Each line that includes the word "body" should be copied from the records.

------ GIVEN DATA ------

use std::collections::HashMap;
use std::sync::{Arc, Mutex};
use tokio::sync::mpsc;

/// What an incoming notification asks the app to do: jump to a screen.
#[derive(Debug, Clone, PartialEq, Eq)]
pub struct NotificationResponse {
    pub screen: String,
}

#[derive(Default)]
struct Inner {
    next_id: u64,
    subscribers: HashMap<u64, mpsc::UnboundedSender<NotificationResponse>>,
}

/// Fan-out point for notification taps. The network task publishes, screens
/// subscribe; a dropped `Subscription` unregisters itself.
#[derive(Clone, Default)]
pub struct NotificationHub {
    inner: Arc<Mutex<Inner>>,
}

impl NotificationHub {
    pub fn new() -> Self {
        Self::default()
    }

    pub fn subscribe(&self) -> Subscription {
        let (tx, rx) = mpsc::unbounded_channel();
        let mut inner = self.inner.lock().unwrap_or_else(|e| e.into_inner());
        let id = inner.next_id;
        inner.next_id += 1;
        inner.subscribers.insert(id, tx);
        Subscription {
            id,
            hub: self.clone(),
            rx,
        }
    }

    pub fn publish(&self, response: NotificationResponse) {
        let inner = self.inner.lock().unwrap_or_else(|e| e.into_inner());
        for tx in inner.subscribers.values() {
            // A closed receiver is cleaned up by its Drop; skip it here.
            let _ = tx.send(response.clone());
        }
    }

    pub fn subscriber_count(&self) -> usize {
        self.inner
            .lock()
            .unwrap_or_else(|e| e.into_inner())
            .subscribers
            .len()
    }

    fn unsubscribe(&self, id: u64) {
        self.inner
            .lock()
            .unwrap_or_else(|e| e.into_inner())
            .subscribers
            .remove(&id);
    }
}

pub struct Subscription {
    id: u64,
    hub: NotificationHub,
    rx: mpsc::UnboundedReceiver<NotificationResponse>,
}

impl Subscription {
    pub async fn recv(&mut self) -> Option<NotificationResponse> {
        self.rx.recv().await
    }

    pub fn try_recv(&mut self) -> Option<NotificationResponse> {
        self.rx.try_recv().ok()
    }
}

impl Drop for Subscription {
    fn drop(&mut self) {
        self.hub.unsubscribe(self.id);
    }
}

------
------ GIVEN DATA ------

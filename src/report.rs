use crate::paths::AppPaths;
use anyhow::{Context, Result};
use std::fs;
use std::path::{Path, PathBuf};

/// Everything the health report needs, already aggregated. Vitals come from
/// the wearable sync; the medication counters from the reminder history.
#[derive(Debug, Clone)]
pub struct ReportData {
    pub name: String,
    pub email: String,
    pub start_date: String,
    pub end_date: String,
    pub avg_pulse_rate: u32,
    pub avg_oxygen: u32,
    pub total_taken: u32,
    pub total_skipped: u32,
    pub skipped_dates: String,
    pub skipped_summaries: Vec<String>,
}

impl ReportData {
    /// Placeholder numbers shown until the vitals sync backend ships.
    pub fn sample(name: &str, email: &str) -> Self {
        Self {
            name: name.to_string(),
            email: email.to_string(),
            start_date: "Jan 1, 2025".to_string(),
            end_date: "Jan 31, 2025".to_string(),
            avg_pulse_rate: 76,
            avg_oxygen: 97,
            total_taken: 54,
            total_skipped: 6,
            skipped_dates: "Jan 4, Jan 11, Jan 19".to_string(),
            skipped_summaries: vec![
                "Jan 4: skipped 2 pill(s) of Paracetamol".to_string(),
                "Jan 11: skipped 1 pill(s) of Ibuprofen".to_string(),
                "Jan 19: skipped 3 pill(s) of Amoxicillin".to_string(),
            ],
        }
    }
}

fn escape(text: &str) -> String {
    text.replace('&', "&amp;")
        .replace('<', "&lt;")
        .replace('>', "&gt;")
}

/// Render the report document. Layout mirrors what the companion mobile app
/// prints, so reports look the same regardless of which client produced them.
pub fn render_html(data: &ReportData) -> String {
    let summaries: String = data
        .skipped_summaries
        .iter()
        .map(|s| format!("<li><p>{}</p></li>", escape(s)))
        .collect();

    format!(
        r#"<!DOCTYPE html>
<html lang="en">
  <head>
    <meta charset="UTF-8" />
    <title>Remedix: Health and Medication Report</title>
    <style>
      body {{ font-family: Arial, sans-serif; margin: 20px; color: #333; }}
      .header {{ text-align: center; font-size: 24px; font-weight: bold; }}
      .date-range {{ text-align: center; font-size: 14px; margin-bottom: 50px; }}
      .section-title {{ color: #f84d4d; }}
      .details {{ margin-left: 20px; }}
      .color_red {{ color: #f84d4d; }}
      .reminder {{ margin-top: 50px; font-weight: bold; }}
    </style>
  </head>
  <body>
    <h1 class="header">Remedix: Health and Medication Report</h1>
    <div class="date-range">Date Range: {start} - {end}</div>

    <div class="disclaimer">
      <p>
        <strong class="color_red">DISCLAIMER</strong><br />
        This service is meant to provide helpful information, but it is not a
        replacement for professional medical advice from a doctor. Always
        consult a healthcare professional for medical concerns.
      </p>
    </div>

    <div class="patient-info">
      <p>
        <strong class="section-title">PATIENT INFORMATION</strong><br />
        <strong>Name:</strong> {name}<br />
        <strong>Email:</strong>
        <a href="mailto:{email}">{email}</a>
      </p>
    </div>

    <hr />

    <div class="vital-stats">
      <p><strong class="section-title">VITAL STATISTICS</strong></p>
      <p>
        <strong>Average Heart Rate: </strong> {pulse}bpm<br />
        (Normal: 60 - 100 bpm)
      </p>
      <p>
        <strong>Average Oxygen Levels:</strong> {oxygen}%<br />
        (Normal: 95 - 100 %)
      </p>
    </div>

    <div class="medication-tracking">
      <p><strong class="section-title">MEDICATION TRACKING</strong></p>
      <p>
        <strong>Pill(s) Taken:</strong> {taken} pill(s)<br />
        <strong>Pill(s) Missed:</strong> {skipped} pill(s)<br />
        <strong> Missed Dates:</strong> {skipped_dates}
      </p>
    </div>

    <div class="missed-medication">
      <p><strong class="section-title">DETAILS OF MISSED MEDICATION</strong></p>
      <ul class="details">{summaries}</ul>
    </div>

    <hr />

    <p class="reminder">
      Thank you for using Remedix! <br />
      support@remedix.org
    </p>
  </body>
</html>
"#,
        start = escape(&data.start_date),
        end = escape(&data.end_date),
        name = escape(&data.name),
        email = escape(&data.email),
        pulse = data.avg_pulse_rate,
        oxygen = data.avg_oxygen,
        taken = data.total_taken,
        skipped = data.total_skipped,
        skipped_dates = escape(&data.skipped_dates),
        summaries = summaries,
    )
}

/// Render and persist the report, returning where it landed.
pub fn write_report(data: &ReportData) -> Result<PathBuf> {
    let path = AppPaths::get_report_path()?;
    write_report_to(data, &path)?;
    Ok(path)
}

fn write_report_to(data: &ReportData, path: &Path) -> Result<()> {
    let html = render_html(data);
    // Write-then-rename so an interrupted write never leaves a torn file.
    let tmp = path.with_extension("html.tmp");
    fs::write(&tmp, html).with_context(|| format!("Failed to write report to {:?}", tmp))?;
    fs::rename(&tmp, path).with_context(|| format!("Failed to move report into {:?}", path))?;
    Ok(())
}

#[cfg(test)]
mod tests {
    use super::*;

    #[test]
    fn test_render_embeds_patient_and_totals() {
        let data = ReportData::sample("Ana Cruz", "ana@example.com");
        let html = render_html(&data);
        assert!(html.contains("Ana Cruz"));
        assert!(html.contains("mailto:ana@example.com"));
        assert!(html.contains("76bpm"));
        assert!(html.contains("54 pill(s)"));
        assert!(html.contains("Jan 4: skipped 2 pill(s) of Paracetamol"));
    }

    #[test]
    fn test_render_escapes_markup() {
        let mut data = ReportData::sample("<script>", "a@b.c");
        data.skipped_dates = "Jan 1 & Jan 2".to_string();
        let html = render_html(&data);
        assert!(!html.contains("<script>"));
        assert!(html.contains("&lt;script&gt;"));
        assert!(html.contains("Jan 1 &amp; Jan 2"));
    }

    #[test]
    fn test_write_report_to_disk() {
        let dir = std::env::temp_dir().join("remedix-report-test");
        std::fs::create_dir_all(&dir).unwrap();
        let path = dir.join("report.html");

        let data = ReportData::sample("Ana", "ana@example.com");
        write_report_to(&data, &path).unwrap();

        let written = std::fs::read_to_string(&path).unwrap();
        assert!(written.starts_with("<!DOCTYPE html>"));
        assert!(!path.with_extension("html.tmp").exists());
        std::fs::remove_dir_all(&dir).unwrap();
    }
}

------

ANSWER TO THE EXERCISE
      body {{ font-family: Arial, sans-serif; margin: 20px; color: #333; }}
  <body>
  </body>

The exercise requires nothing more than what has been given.